Righting a Wrong: Ed O'Bannon Takes The NCAA To Court

Mats EngdahlCorrespondent IJuly 24, 2009


As I've stated in previous articles for this and other sites, when it comes to pomposity and sanctimony, no organization on Earth can equal the NCAA.

There is no more maddening a bureaucracy; the history of the NCAA is years of arbitrary rulings justified by the delusional premise of "protecting the student athlete and the integrity of collegiate sports." 

The NCAA tries to stop athletes profiteering off their circumstances while it exploits their successes and visibility. Once an athlete's four years are up, the NCAA should, theoretically, have no more rights or interests in their life.

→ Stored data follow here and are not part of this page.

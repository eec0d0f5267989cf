// Copyright (c) 2026 100monkeys.ai
// SPDX-License-Identifier: AGPL-3.0

//! Event Log
//!
//! The single writer in front of the swarm's [`EventStore`]. An append
//! assigns the next sequence, persists the record, routes it to matching
//! agents and only then publishes it to observers, all while holding the
//! sequence lock so that triggers leave in sequence order.
//!
//! A persistence failure is fatal: the event is neither routed nor
//! published, and the caller receives [`EventLogError::Persist`].

use chrono::Utc;
use std::sync::atomic::{AtomicU64, Ordering};
use std::sync::Arc;
use thiserror::Error;
use tokio::sync::Mutex;
use tracing::{debug, error, info};

use crate::application::dispatch_ledger::DispatchLedger;
use crate::application::subscription_router::SubscriptionRouter;
use crate::application::trigger_queue::{TriggerQueueClosed, TriggerSender};
use crate::domain::events::{CausalContext, CorrelationId, Event, EventId, EventPayload, SwarmId};
use crate::domain::repository::{EventStore, RepositoryError};
use crate::domain::trigger::Trigger;
use crate::infrastructure::event_bus::{EventBus, EventReceiver};

#[derive(Debug, Error)]
pub enum EventLogError {
    #[error("Failed to persist event #{sequence}: {source}")]
    Persist {
        sequence: u64,
        #[source]
        source: RepositoryError,
    },

    #[error("Failed to read event log: {0}")]
    Read(#[source] RepositoryError),

    #[error("Failed to update dispatch checkpoint: {0}")]
    Ledger(#[source] RepositoryError),

    #[error(transparent)]
    QueueClosed(#[from] TriggerQueueClosed),
}

pub struct EventLog {
    swarm_id: SwarmId,
    store: Arc<dyn EventStore>,
    router: Arc<SubscriptionRouter>,
    triggers: TriggerSender,
    ledger: Arc<DispatchLedger>,
    bus: EventBus,
    sequence: Mutex<u64>,
    /// Last persisted sequence, readable without the writer lock.
    committed: AtomicU64,
}

impl EventLog {
    /// Open the log, resuming sequence numbering after the last stored event.
    pub async fn open(
        swarm_id: SwarmId,
        store: Arc<dyn EventStore>,
        router: Arc<SubscriptionRouter>,
        triggers: TriggerSender,
        ledger: Arc<DispatchLedger>,
        bus: EventBus,
    ) -> Result<Self, EventLogError> {
        let last = store.last_sequence().await.map_err(EventLogError::Read)?;
        info!(swarm_id = %swarm_id, last_sequence = last, "Opened event log");
        Ok(Self {
            swarm_id,
            store,
            router,
            triggers,
            ledger,
            bus,
            sequence: Mutex::new(last),
            committed: AtomicU64::new(last),
        })
    }

    pub fn swarm_id(&self) -> &SwarmId {
        &self.swarm_id
    }

    /// Append an event. With no `cause` the event starts a new causal chain
    /// (`correlation_id = event_id`, depth 0); otherwise it continues `cause`.
    pub async fn append(
        &self,
        payload: EventPayload,
        cause: Option<CausalContext>,
    ) -> Result<Arc<Event>, EventLogError> {
        let mut sequence = self.sequence.lock().await;

        let event_id = EventId::new();
        let (correlation_id, depth) = match cause {
            Some(cause) => (cause.correlation_id, cause.depth),
            None => (CorrelationId::from(event_id), 0),
        };
        let event = Event {
            event_id,
            swarm_id: self.swarm_id.clone(),
            sequence: *sequence + 1,
            timestamp: Utc::now(),
            correlation_id,
            depth,
            payload,
        };

        if let Err(source) = self.store.append(&event).await {
            error!(
                swarm_id = %self.swarm_id,
                sequence = event.sequence,
                kind = event.kind().as_str(),
                error = %source,
                "Event log append failed"
            );
            return Err(EventLogError::Persist {
                sequence: event.sequence,
                source,
            });
        }
        *sequence = event.sequence;
        self.committed.store(event.sequence, Ordering::Release);

        let event = Arc::new(event);
        let routed = self.route(&event).await?;
        debug!(
            sequence = event.sequence,
            kind = event.kind().as_str(),
            correlation_id = %event.correlation_id,
            depth = event.depth,
            triggers = routed,
            "Appended event"
        );
        metrics::counter!("treeswarm_events_appended_total", "kind" => event.kind().as_str()).increment(1);

        self.bus.publish(event.clone());
        Ok(event)
    }

    async fn route(&self, event: &Arc<Event>) -> Result<usize, EventLogError> {
        let agents = self.router.matching_agents(event);
        self.ledger
            .register(event.sequence, agents.len())
            .await
            .map_err(EventLogError::Ledger)?;
        for agent_id in &agents {
            self.triggers.send(Trigger::new(agent_id.clone(), event.clone()))?;
        }
        Ok(agents.len())
    }

    /// Re-route every stored event after `after_sequence` without persisting
    /// it again. Returns the number of triggers enqueued.
    pub async fn replay_from(&self, after_sequence: u64) -> Result<usize, EventLogError> {
        let _sequence = self.sequence.lock().await;
        let events = self
            .store
            .read_from(after_sequence, None)
            .await
            .map_err(EventLogError::Read)?;

        let mut enqueued = 0;
        for event in events {
            enqueued += self.route(&Arc::new(event)).await?;
        }
        if enqueued > 0 {
            info!(after_sequence, triggers = enqueued, "Replayed undelivered events");
        }
        Ok(enqueued)
    }

    pub async fn read_from(&self, after_sequence: u64, limit: Option<usize>) -> Result<Vec<Event>, EventLogError> {
        self.store
            .read_from(after_sequence, limit)
            .await
            .map_err(EventLogError::Read)
    }

    pub async fn find_by_correlation(&self, correlation_id: CorrelationId) -> Result<Vec<Event>, EventLogError> {
        self.store
            .find_by_correlation(correlation_id)
            .await
            .map_err(EventLogError::Read)
    }

    pub fn last_sequence(&self) -> u64 {
        self.committed.load(Ordering::Acquire)
    }

    pub fn subscribe(&self) -> EventReceiver {
        self.bus.subscribe()
    }

    pub fn bus(&self) -> &EventBus {
        &self.bus
    }
}

#[cfg(test)]
mod tests {
    use super::*;
    use crate::application::trigger_queue::{trigger_channel, TriggerReceiver};
    use crate::domain::agent::AgentId;
    use crate::infrastructure::event_store::InMemoryEventStore;
    use crate::infrastructure::repositories::{InMemoryCheckpointStore, InMemorySubscriptionRepository};
    use async_trait::async_trait;
    use std::collections::BTreeSet;

    struct FailingStore;

    #[async_trait]
    impl EventStore for FailingStore {
        async fn append(&self, _event: &Event) -> Result<(), RepositoryError> {
            Err(RepositoryError::Io("disk full".to_string()))
        }
        async fn read_from(&self, _after: u64, _limit: Option<usize>) -> Result<Vec<Event>, RepositoryError> {
            Ok(Vec::new())
        }
        async fn find_by_correlation(&self, _id: CorrelationId) -> Result<Vec<Event>, RepositoryError> {
            Ok(Vec::new())
        }
        async fn last_sequence(&self) -> Result<u64, RepositoryError> {
            Ok(0)
        }
    }

    async fn log_with(store: Arc<dyn EventStore>) -> (EventLog, Arc<SubscriptionRouter>, TriggerReceiver, Arc<DispatchLedger>) {
        let router = Arc::new(
            SubscriptionRouter::load(Arc::new(InMemorySubscriptionRepository::new()))
                .await
                .unwrap(),
        );
        let (tx, rx) = trigger_channel();
        let ledger = Arc::new(
            DispatchLedger::open(Arc::new(InMemoryCheckpointStore::new()))
                .await
                .unwrap(),
        );
        let log = EventLog::open(SwarmId::new("log"), store, router.clone(), tx, ledger.clone(), EventBus::new(16))
            .await
            .unwrap();
        (log, router, rx, ledger)
    }

    fn changed(path: &str) -> EventPayload {
        EventPayload::ContentChanged { path: path.to_string(), diff: None }
    }

    #[tokio::test]
    async fn test_root_events_start_their_own_chain() {
        let (log, _, _rx, _) = log_with(Arc::new(InMemoryEventStore::new())).await;
        let first = log.append(changed("a.py"), None).await.unwrap();
        let second = log.append(changed("b.py"), None).await.unwrap();

        assert_eq!(first.sequence, 1);
        assert_eq!(second.sequence, 2);
        assert!(first.is_root());
        assert_eq!(first.depth, 0);
        assert_ne!(first.correlation_id, second.correlation_id);
    }

    #[tokio::test]
    async fn test_child_events_inherit_correlation() {
        let (log, _, _rx, _) = log_with(Arc::new(InMemoryEventStore::new())).await;
        let root = log.append(changed("a.py"), None).await.unwrap();
        let child = log
            .append(changed("b.py"), Some(CausalContext::child_of(&root)))
            .await
            .unwrap();

        assert_eq!(child.correlation_id, root.correlation_id);
        assert_eq!(child.depth, 1);
        assert!(!child.is_root());

        let chain = log.find_by_correlation(root.correlation_id).await.unwrap();
        assert_eq!(chain.len(), 2);
    }

    #[tokio::test]
    async fn test_append_routes_and_publishes() {
        let (log, router, mut rx, ledger) = log_with(Arc::new(InMemoryEventStore::new())).await;
        let agent = AgentId::new("aa01");
        router.install_defaults(&agent, "a.py").await.unwrap();
        let mut observer = log.subscribe();

        let event = log.append(changed("a.py"), None).await.unwrap();

        let trigger = rx.try_recv().unwrap();
        assert_eq!(trigger.agent_id, agent);
        assert_eq!(trigger.depth, 0);
        assert_eq!(trigger.event.event_id, event.event_id);
        assert!(rx.try_recv().is_none());
        assert_eq!(ledger.outstanding(), 1);

        assert_eq!(observer.recv().await.unwrap().event_id, event.event_id);
    }

    #[tokio::test]
    async fn test_persist_failure_is_not_routed_or_published() {
        let (log, router, mut rx, _) = log_with(Arc::new(FailingStore)).await;
        router.install_defaults(&AgentId::new("aa01"), "a.py").await.unwrap();
        let mut observer = log.subscribe();

        let result = log.append(changed("a.py"), None).await;
        assert!(matches!(result, Err(EventLogError::Persist { sequence: 1, .. })));
        assert!(rx.try_recv().is_none());
        assert!(observer.try_recv().is_err());
        assert_eq!(log.last_sequence(), 0);
    }

    #[tokio::test]
    async fn test_last_sequence_reads_past_an_append_in_progress() {
        let (log, _, _rx, _) = log_with(Arc::new(InMemoryEventStore::new())).await;
        log.append(changed("a.py"), None).await.unwrap();

        let _writer = log.sequence.lock().await;
        assert_eq!(log.last_sequence(), 1);
    }

    #[tokio::test]
    async fn test_replay_reroutes_without_repersisting() {
        let store = Arc::new(InMemoryEventStore::new());
        let (log, router, mut rx, _) = log_with(store.clone()).await;
        let agent = AgentId::new("aa01");
        router.install_defaults(&agent, "a.py").await.unwrap();

        log.append(changed("a.py"), None).await.unwrap();
        log.append(changed("other.py"), None).await.unwrap();
        while rx.try_recv().is_some() {}

        let enqueued = log.replay_from(0).await.unwrap();
        assert_eq!(enqueued, 1);
        assert_eq!(rx.try_recv().unwrap().agent_id, agent);
        assert_eq!(store.last_sequence().await.unwrap(), 2);
    }

    #[tokio::test]
    async fn test_sequence_resumes_after_reopen() {
        let store = Arc::new(InMemoryEventStore::new());
        {
            let (log, _, _rx, _) = log_with(store.clone()).await;
            log.append(changed("a.py"), None).await.unwrap();
            log.append(changed("a.py"), None).await.unwrap();
        }
        let (log, _, _rx, _) = log_with(store).await;
        let next = log.append(changed("a.py"), None).await.unwrap();
        assert_eq!(next.sequence, 3);
    }

    #[tokio::test]
    async fn test_concurrent_appends_get_distinct_sequences() {
        let (log, _, _rx, _) = log_with(Arc::new(InMemoryEventStore::new())).await;
        let log = Arc::new(log);
        let mut handles = Vec::new();
        for i in 0..20 {
            let log = log.clone();
            handles.push(tokio::spawn(async move {
                log.append(changed(&format!("{i}.py")), None).await.unwrap().sequence
            }));
        }
        let mut sequences = BTreeSet::new();
        for handle in handles {
            sequences.insert(handle.await.unwrap());
        }
        assert_eq!(sequences, (1..=20).collect::<BTreeSet<u64>>());

        let stored: Vec<u64> = log.read_from(0, None).await.unwrap().iter().map(|e| e.sequence).collect();
        assert_eq!(stored, (1..=20).collect::<Vec<u64>>());
    }
}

But the Association seems to believe it has eternal rights over an athete's profitability 

Ed O'Bannon, however, is trying to upset this one-sided partnership.

O'Bannon is the lead plaintiff in a class action lawsuit on behalf of all former D-1A football players and men's basketball players filed in San Franciscan federal court on Tuesday.

If he should win, it would mean that the NCAA would become responsible for paying out $4 billion in revenue to the athletes whose likenesses have been used in every thing from advertisements to video games.

Start a petition. Picket the court house. Get Marvin Miller out to lead the charge. The NCAA is being stripped down.

What Curt Flood did for Major League Baseball players, Ed O'Bannon is trying to do for NCAA student-athletes.

The NCAA, and the universities it represents, will have to share some of their riches. The NCAA, which lords over its realm with impunity, will be knocked down a few.

This has nothing to do with current athletes, but if the suit should win, it might set the precedent for the NCAA lifting off some of the restrictions that hinder student-athletes in what they can and can't do in their personal lives.

It will also ensure that in the future, after they stop playing, current athletes will be able to grab some of the revenue that pours in solely from their accomplishments.

No players, no money from big companies. No stars, no "One Shining Moment" and billions from CBS. No football studs, no FOX BCS checks.

This may be of little consequence to players who succeed in the pros, but to those who may need the money as they graduate into more humble vocations, this could be life-altering.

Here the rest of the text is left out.